| To briefly summarise what I wrote yesterday: Let P be "observation shows us that the universe 'unfolds' predictably" Let Q be "the FC lacks free will" You are claiming that P implies Q, and !P implies (or at least suggests) !Q. But I am claiming that there is no connection between P and Q. P may be true, and Q may be true, but there is no necessary connection between the two. P is an empirical observation, but you cannot thereby claim that Q is an empirically-derived statement. And therefore, I think, we have no reason to believe Q. Hopefully this very short summary clarifies things, and not the opposite :) |
From my earlier comments: "I'm not saying that the First Cause is definitely impersonal. I'm only claiming that given our current observation as of today, impersonal physical laws can explain all of our observations"
To use your format:
W: Observe that world has causes, parts, etc.
FC: Eternal First Cause as a brute-force fact.
M: FC has will.
N: FC does not have will.
Claim0: W -> FC.
Claim1: W -> M.
Claim2: W -> N.
I think we both agree on Claim0.
The proofs in the book (and you) are asserting Claim1. W is true, hence M is true. In other words, FC has to have free will in creating this world.
Me: !Claim2. So no, I'm NOT claiming FC has to have a lack of free will. I agree with you, that doesn't follow.

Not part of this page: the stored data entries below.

impl Order {
    /// Initialize a new order.
    ///
    /// # Errors
    ///
    /// Returns an error if the parameters are inconsistent: zero quantity,
    /// missing price for a priced order type, or missing expiry for GTD.
    pub fn new(params: OrderParams) -> Result<Self, OrderError> {
        params.symbol.validate()?;
        if !params.quantity.is_positive() {
            return Err(OrderError::InvalidParameters {
                field: "quantity".to_string(),
                message: "order quantity must be positive".to_string(),
            });
        }
        if params.order_type.requires_price() && params.price.is_none() {
            return Err(OrderError::InvalidParameters {
                field: "price".to_string(),
                message: format!("price required for {} orders", params.order_type),
            });
        }
        if params.order_type == OrderType::Market && params.price.is_some() {
            return Err(OrderError::InvalidParameters {
                field: "price".to_string(),
                message: "market orders cannot carry a price".to_string(),
            });
        }
        if params.time_in_force == TimeInForce::Gtd && params.expire_time.is_none() {
            return Err(OrderError::InvalidParameters {
                field: "expire_time".to_string(),
                message: "expire time required for GTD orders".to_string(),
            });
        }

        Ok(Self {
            order_id: params.order_id,
            symbol: params.symbol,
            side: params.side,
            order_type: params.order_type,
            quantity: params.quantity,
            price: params.price,
            time_in_force: params.time_in_force,
            expire_time: params.expire_time,
            state: OrderState::Initialized,
            filled_quantity: Quantity::ZERO,
            average_price: None,
            broker_order_id: None,
            init_time: params.init_time,
            last_event_time: params.init_time,
            event_count: 0,
        })
    }

    /// Order ID. Never changes.
    #[must_use]
    pub const fn order_id(&self) -> &OrderId {
        &self.order_id
    }

    /// Symbol.
    #[must_use]
    pub const fn symbol(&self) -> &Symbol {
        &self.symbol
    }

    /// Side.
    #[must_use]
    pub const fn side(&self) -> OrderSide {
        self.side
    }

    /// Order type.
    #[must_use]
    pub const fn order_type(&self) -> OrderType {
        self.order_type
    }

    /// Current working quantity.
    #[must_use]
    pub const fn quantity(&self) -> Quantity {
        self.quantity
    }

    /// Current price, if the order type has one.
    #[must_use]
    pub const fn price(&self) -> Option<Price> {
        self.price
    }

    /// Time in force.
    #[must_use]
    pub const fn time_in_force(&self) -> TimeInForce {
        self.time_in_force
    }

    /// Expiry time, for GTD orders.
    #[must_use]
    pub const fn expire_time(&self) -> Option<Timestamp> {
        self.expire_time
    }

    /// Current lifecycle state.
    #[must_use]
    pub const fn state(&self) -> OrderState {
        self.state
    }

    /// Cumulative filled quantity.
    #[must_use]
    pub const fn filled_quantity(&self) -> Quantity {
        self.filled_quantity
    }

    /// Average fill price, once any fill has arrived.
    #[must_use]
    pub const fn average_price(&self) -> Option<Price> {
        self.average_price
    }

    /// Broker order ID, assigned once accepted.
    #[must_use]
    pub const fn broker_order_id(&self) -> Option<&BrokerOrderId> {
        self.broker_order_id.as_ref()
    }

    /// Returns true if the order is in a terminal state.
    #[must_use]
    pub const fn is_terminal(&self) -> bool {
        self.state.is_terminal()
    }

    /// Returns true if the order is working in the market.
    #[must_use]
    pub const fn is_working(&self) -> bool {
        self.state.is_working()
    }

    /// Number of events applied so far.
    #[must_use]
    pub const fn event_count(&self) -> usize {
        self.event_count
    }

    /// Apply an order event.
    ///
    /// Legal events mutate the order and advance its state. Cancel-reject
    /// events are recorded without a state change.
    ///
    /// # Errors
    ///
    /// Returns [`OrderError::InvalidTransition`] for events illegal in the
    /// current state (including anything after a terminal state), leaving
    /// the order untouched; [`OrderError::OverFill`] if a fill would exceed
    /// the order quantity.
    pub fn apply(&mut self, event: &OrderEvent) -> Result<(), OrderError> {
        // Informational: no state transition.
        if let OrderEvent::CancelReject(e) = event {
            self.event_count += 1;
            self.last_event_time = e.timestamp;
            return Ok(());
        }

        let target = match event {
            OrderEvent::Submitted(_) => OrderState::Submitted,
            OrderEvent::Accepted(_) => OrderState::Accepted,
            OrderEvent::Working(_) | OrderEvent::Modified(_) => OrderState::Working,
            OrderEvent::Cancelled(_) => OrderState::Cancelled,
            OrderEvent::Expired(_) => OrderState::Expired,
            OrderEvent::PartiallyFilled(_) => OrderState::PartiallyFilled,
            OrderEvent::Filled(_) => OrderState::Filled,
            OrderEvent::Rejected(_) | OrderEvent::Denied(_) | OrderEvent::Invalid(_) => {
                OrderState::Rejected
            }
            OrderEvent::CancelReject(_) => unreachable!("handled above"),
        };

        if !self.state.can_transition_to(target) {
            return Err(OrderError::InvalidTransition {
                order_id: self.order_id.clone(),
                from: self.state,
                event: event.event_type(),
            });
        }

        match event {
            OrderEvent::Accepted(e) => {
                self.broker_order_id = Some(e.broker_order_id.clone());
            }
            OrderEvent::Working(e) => {
                self.broker_order_id = Some(e.broker_order_id.clone());
            }
            OrderEvent::Modified(e) => {
                self.quantity = e.modified_quantity;
                self.price = Some(e.modified_price);
            }
            OrderEvent::PartiallyFilled(e) => {
                if e.filled_quantity > self.quantity {
                    return Err(self.over_fill(e.filled_quantity));
                }
                self.filled_quantity = e.filled_quantity;
                self.average_price = Some(e.average_price);
            }
            OrderEvent::Filled(e) => {
                if e.filled_quantity > self.quantity {
                    return Err(self.over_fill(e.filled_quantity));
                }
                self.filled_quantity = e.filled_quantity;
                self.average_price = Some(e.average_price);
            }
            _ => {}
        }

        self.state = target;
        self.event_count += 1;
        self.last_event_time = event.timestamp();
        Ok(())
    }

    fn over_fill(&self, filled: Quantity) -> OrderError {
        OrderError::OverFill {
            order_id: self.order_id.clone(),
            filled: filled.to_string(),
            quantity: self.quantity.to_string(),
        }
    }
}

Me, instead: W -> (M or N). That's all. If you agree with this, then my job here is done. The book claims: "The real debate is not between atheism and theism." My objective is to show this statement is not true. Atheism is very much still on the table.
Thus, given the observations as of today, we cannot assert Claim1, as the book is doing. Why not? Because we have NOT eliminated N, as it also fits the observations. So no, not everyone should turn into a theist. (But we cannot assert Claim2 either.)
> There is no necessary connection between the two.
There is no necessary connection. But there is a possible connection. P from your comment can explain W (all that FC is is the unfolding of rules) and if so, then Q/N will be implied.
Where does that leave us?
Today: Either M or N is true, but we don't know which. Thus, naturalism is as valid a stance as theism. Neither can claim the other is false. We can only talk in terms of how likely it is that M or N is true. As a naturalist, my claim is that N is likely because we can explain the world using rules. We don't need a Divine explanation. Not definitely, but possibly. And that it helps to adopt something like Bayesian reasoning when thinking about matters such as these.
Tomorrow: God does a (second) revelation. M is then shown to be true and N is false.
Tomorrow: Not likely but possible, science figures out how the universe is self-sustaining. N is then shown to be true, and M false.